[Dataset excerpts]

▬▬▬▬▬▬

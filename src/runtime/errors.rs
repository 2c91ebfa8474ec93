//! Runtime error taxonomy shared by the executors
//!
//! Every variant's `Display` output is the exact message recorded on the
//! terminal ERROR frame, in the `Kind: key: value` shape the exercises match
//! against. [`RuntimeErrorKind::kind`] returns the bare kind name.
//!
//! Runtime errors never escape `interpret()`: the executor converts the first
//! one into an ERROR frame and stops.

use crate::syntax::SourceLocation;
use serde::Serialize;
use serde_json::json;
use thiserror::Error;

/// Broad class of a frame error.
#[derive(Debug, Clone, Copy, PartialEq, Eq, Serialize)]
pub enum ErrorCategory {
    SyntaxError,
    RuntimeError,
}

#[derive(Debug, Clone, PartialEq, Error)]
pub enum RuntimeErrorKind {
    #[error("VariableNotDeclared: name: {name}")]
    VariableNotDeclared { name: String },

    #[error("VariableAlreadyDeclared: name: {name}")]
    VariableAlreadyDeclared { name: String },

    #[error("VariableNotAccessibleInFunction: name: {name}")]
    VariableNotAccessibleInFunction { name: String },

    #[error("ShadowingDisabled: name: {name}")]
    ShadowingDisabled { name: String },

    #[error("AssignmentToConstant: name: {name}")]
    AssignmentToConstant { name: String },

    #[error("TypeCoercionNotAllowed: operator: {operator}{}", coercion_sides(.left, .right))]
    TypeCoercionNotAllowed {
        operator: String,
        left: Option<String>,
        right: Option<String>,
    },

    #[error("ComparisonRequiresNumber: operator: {operator}: {side}: {type_name}")]
    ComparisonRequiresNumber {
        operator: String,
        side: &'static str,
        type_name: String,
    },

    #[error("OperandMustBeNumber: value: {value}")]
    OperandMustBeNumber { value: String },

    #[error("TruthinessDisabled: value: {type_name}")]
    TruthinessDisabled { type_name: String },

    #[error("StrictEqualityRequired: operator: {operator}")]
    StrictEqualityRequired { operator: String },

    #[error("TypeErrorCannotCompareListObjects")]
    CannotCompareListObjects,

    #[error("InvalidNumberOfArguments: function: {function}: expected: {expected}: got: {got}")]
    InvalidNumberOfArguments {
        function: String,
        expected: String,
        got: usize,
    },

    #[error("FunctionExecutionError: function: {function}: message: {message}")]
    FunctionExecutionError { function: String, message: String },

    #[error("{message}")]
    LogicErrorInExecution { message: String },

    #[error("FunctionNotFound: name: {name}")]
    FunctionNotFound { name: String },

    #[error("FunctionAlreadyDefined: name: {name}")]
    FunctionAlreadyDefined { name: String },

    #[error("NestedFunctionDeclaration: name: {name}")]
    NestedFunctionDeclaration { name: String },

    #[error("DuplicateParameterName: parameter: {parameter}")]
    DuplicateParameterName { parameter: String },

    #[error("ReturnOutsideFunction")]
    ReturnOutsideFunction,

    #[error("BreakOutsideLoop")]
    BreakOutsideLoop,

    #[error("ContinueOutsideLoop: lexeme: {lexeme}")]
    ContinueOutsideLoop { lexeme: String },

    #[error("ForeachNotIterable: value: {value}")]
    ForeachNotIterable { value: String },

    #[error("ForOfLoopTargetNotIterable: type: {type_name}")]
    ForOfLoopTargetNotIterable { type_name: String },

    #[error("RepeatCountMustBeNumber: value: {value}")]
    RepeatCountMustBeNumber { value: String },

    #[error("RangeErrorRepeatCountMustBeNonNegative: count: {count}")]
    RepeatCountMustBeNonNegative { count: String },

    #[error("RangeErrorRepeatCountMustBeInteger: count: {count}")]
    RepeatCountMustBeInteger { count: String },

    #[error("RangeErrorRepeatCountTooHighForExecution: count: {count}, max: {max}")]
    RepeatCountTooHigh { count: String, max: u64 },

    #[error("IndexMustBeNumber: type: {type_name}")]
    IndexMustBeNumber { type_name: String },

    #[error("IndexMustBeInteger: index: {index}")]
    IndexMustBeInteger { index: String },

    #[error("RangeErrorArrayIndexIsZeroBased")]
    IndexIsOneBased,

    #[error("IndexOutOfBoundsInGet: index: {index}, length: {length}, dataType: {data_type}")]
    IndexOutOfBoundsInGet {
        index: i64,
        length: usize,
        data_type: &'static str,
    },

    #[error("IndexOutOfBoundsInChange: index: {index}, length: {length}, dataType: {data_type}")]
    IndexOutOfBoundsInChange {
        index: i64,
        length: usize,
        data_type: &'static str,
    },

    #[error("TypeErrorCannotIndex: type: {type_name}")]
    CannotIndex { type_name: String },

    #[error("KeyNotFound: key: {key}")]
    KeyNotFound { key: String },

    #[error("PropertyNotFound: property: {property}")]
    PropertyNotFound { property: String },

    #[error("InvalidChangeTargetNotModifiable")]
    TargetNotModifiable,

    #[error("StateErrorInfiniteRecursionDetectedInFunction: name: {name}")]
    InfiniteRecursion { name: String },

    #[error("MaxIterationsReached: max: {max}")]
    MaxIterationsReached { max: u64 },

    #[error("MaxTotalExecutionTimeReached: max: {max}")]
    MaxTotalExecutionTimeReached { max: u64 },
}

fn coercion_sides(left: &Option<String>, right: &Option<String>) -> String {
    let mut sides = String::new();
    if let Some(left) = left {
        sides.push_str(&format!(": left: {}", left));
    }
    if let Some(right) = right {
        sides.push_str(&format!(": right: {}", right));
    }
    sides
}

impl RuntimeErrorKind {
    /// Bare kind name, e.g. `VariableNotDeclared`.
    pub fn kind(&self) -> &'static str {
        use RuntimeErrorKind::*;
        match self {
            VariableNotDeclared { .. } => "VariableNotDeclared",
            VariableAlreadyDeclared { .. } => "VariableAlreadyDeclared",
            VariableNotAccessibleInFunction { .. } => "VariableNotAccessibleInFunction",
            ShadowingDisabled { .. } => "ShadowingDisabled",
            AssignmentToConstant { .. } => "AssignmentToConstant",
            TypeCoercionNotAllowed { .. } => "TypeCoercionNotAllowed",
            ComparisonRequiresNumber { .. } => "ComparisonRequiresNumber",
            OperandMustBeNumber { .. } => "OperandMustBeNumber",
            TruthinessDisabled { .. } => "TruthinessDisabled",
            StrictEqualityRequired { .. } => "StrictEqualityRequired",
            CannotCompareListObjects => "TypeErrorCannotCompareListObjects",
            InvalidNumberOfArguments { .. } => "InvalidNumberOfArguments",
            FunctionExecutionError { .. } => "FunctionExecutionError",
            LogicErrorInExecution { .. } => "LogicErrorInExecution",
            FunctionNotFound { .. } => "FunctionNotFound",
            FunctionAlreadyDefined { .. } => "FunctionAlreadyDefined",
            NestedFunctionDeclaration { .. } => "NestedFunctionDeclaration",
            DuplicateParameterName { .. } => "DuplicateParameterName",
            ReturnOutsideFunction => "ReturnOutsideFunction",
            BreakOutsideLoop => "BreakOutsideLoop",
            ContinueOutsideLoop { .. } => "ContinueOutsideLoop",
            ForeachNotIterable { .. } => "ForeachNotIterable",
            ForOfLoopTargetNotIterable { .. } => "ForOfLoopTargetNotIterable",
            RepeatCountMustBeNumber { .. } => "RepeatCountMustBeNumber",
            RepeatCountMustBeNonNegative { .. } => "RangeErrorRepeatCountMustBeNonNegative",
            RepeatCountMustBeInteger { .. } => "RangeErrorRepeatCountMustBeInteger",
            RepeatCountTooHigh { .. } => "RangeErrorRepeatCountTooHighForExecution",
            IndexMustBeNumber { .. } => "IndexMustBeNumber",
            IndexMustBeInteger { .. } => "IndexMustBeInteger",
            IndexIsOneBased => "RangeErrorArrayIndexIsZeroBased",
            IndexOutOfBoundsInGet { .. } => "IndexOutOfBoundsInGet",
            IndexOutOfBoundsInChange { .. } => "IndexOutOfBoundsInChange",
            CannotIndex { .. } => "TypeErrorCannotIndex",
            KeyNotFound { .. } => "KeyNotFound",
            PropertyNotFound { .. } => "PropertyNotFound",
            TargetNotModifiable => "InvalidChangeTargetNotModifiable",
            InfiniteRecursion { .. } => "StateErrorInfiniteRecursionDetectedInFunction",
            MaxIterationsReached { .. } => "MaxIterationsReached",
            MaxTotalExecutionTimeReached { .. } => "MaxTotalExecutionTimeReached",
        }
    }

    /// Structured details for the frame's error context.
    pub fn context(&self) -> serde_json::Value {
        use RuntimeErrorKind::*;
        match self {
            VariableNotDeclared { name }
            | VariableAlreadyDeclared { name }
            | VariableNotAccessibleInFunction { name }
            | ShadowingDisabled { name }
            | AssignmentToConstant { name }
            | FunctionNotFound { name }
            | FunctionAlreadyDefined { name }
            | NestedFunctionDeclaration { name }
            | InfiniteRecursion { name } => json!({ "name": name }),
            TypeCoercionNotAllowed {
                operator,
                left,
                right,
            } => json!({ "operator": operator, "left": left, "right": right }),
            ComparisonRequiresNumber {
                operator,
                side,
                type_name,
            } => {
                let mut context = json!({ "operator": operator });
                context[*side] = json!(type_name);
                context
            }
            TruthinessDisabled { type_name }
            | ForOfLoopTargetNotIterable { type_name }
            | IndexMustBeNumber { type_name }
            | CannotIndex { type_name } => json!({ "value": type_name }),
            OperandMustBeNumber { value }
            | ForeachNotIterable { value }
            | RepeatCountMustBeNumber { value } => json!({ "value": value }),
            RepeatCountMustBeNonNegative { count } | RepeatCountMustBeInteger { count } => {
                json!({ "count": count })
            }
            RepeatCountTooHigh { count, max } => json!({ "count": count, "max": max }),
            IndexMustBeInteger { index } => json!({ "index": index }),
            StrictEqualityRequired { operator } => json!({ "operator": operator }),
            InvalidNumberOfArguments {
                function,
                expected,
                got,
            } => json!({ "function": function, "expected": expected, "got": got }),
            FunctionExecutionError { function, message } => {
                json!({ "function": function, "message": message })
            }
            LogicErrorInExecution { message } => json!({ "message": message }),
            DuplicateParameterName { parameter } => json!({ "parameter": parameter }),
            ContinueOutsideLoop { lexeme } => json!({ "lexeme": lexeme }),
            IndexOutOfBoundsInGet {
                index,
                length,
                data_type,
            }
            | IndexOutOfBoundsInChange {
                index,
                length,
                data_type,
            } => json!({ "index": index, "length": length, "dataType": data_type }),
            KeyNotFound { key } => json!({ "key": key }),
            PropertyNotFound { property } => json!({ "property": property }),
            MaxIterationsReached { max } | MaxTotalExecutionTimeReached { max } => {
                json!({ "max": max })
            }
            CannotCompareListObjects
            | ReturnOutsideFunction
            | BreakOutsideLoop
            | IndexIsOneBased
            | TargetNotModifiable => json!({}),
        }
    }

    pub fn at(self, location: SourceLocation) -> RuntimeError {
        RuntimeError {
            kind: self,
            location,
        }
    }
}

/// A runtime failure pinned to the node that raised it.
#[derive(Debug, Clone, PartialEq, Error)]
#[error("{kind} at line {}", location.line)]
pub struct RuntimeError {
    pub kind: RuntimeErrorKind,
    pub location: SourceLocation,
}

#[cfg(test)]
mod tests {
    use super::*;

    #[test]
    fn coercion_message_names_both_sides_for_plus() {
        let kind = RuntimeErrorKind::TypeCoercionNotAllowed {
            operator: "+".into(),
            left: Some("number".into()),
            right: Some("boolean".into()),
        };
        assert_eq!(
            kind.to_string(),
            "TypeCoercionNotAllowed: operator: +: left: number: right: boolean"
        );
        assert_eq!(kind.kind(), "TypeCoercionNotAllowed");
    }

    #[test]
    fn coercion_message_names_single_side() {
        let kind = RuntimeErrorKind::TypeCoercionNotAllowed {
            operator: "*".into(),
            left: None,
            right: Some("boolean".into()),
        };
        assert_eq!(kind.to_string(), "TypeCoercionNotAllowed: operator: *: right: boolean");
    }

    #[test]
    fn logic_errors_are_verbatim() {
        let kind = RuntimeErrorKind::LogicErrorInExecution {
            message: "Cannot move outside the maze!".into(),
        };
        assert_eq!(kind.to_string(), "Cannot move outside the maze!");
    }
}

▬▬▬▬▬▬

Activity: If a line in the records includes the string "IndexIsOneBased", copy it.

Expected answer:
    IndexIsOneBased,
            IndexIsOneBased => "RangeErrorArrayIndexIsZeroBased",
            | IndexIsOneBased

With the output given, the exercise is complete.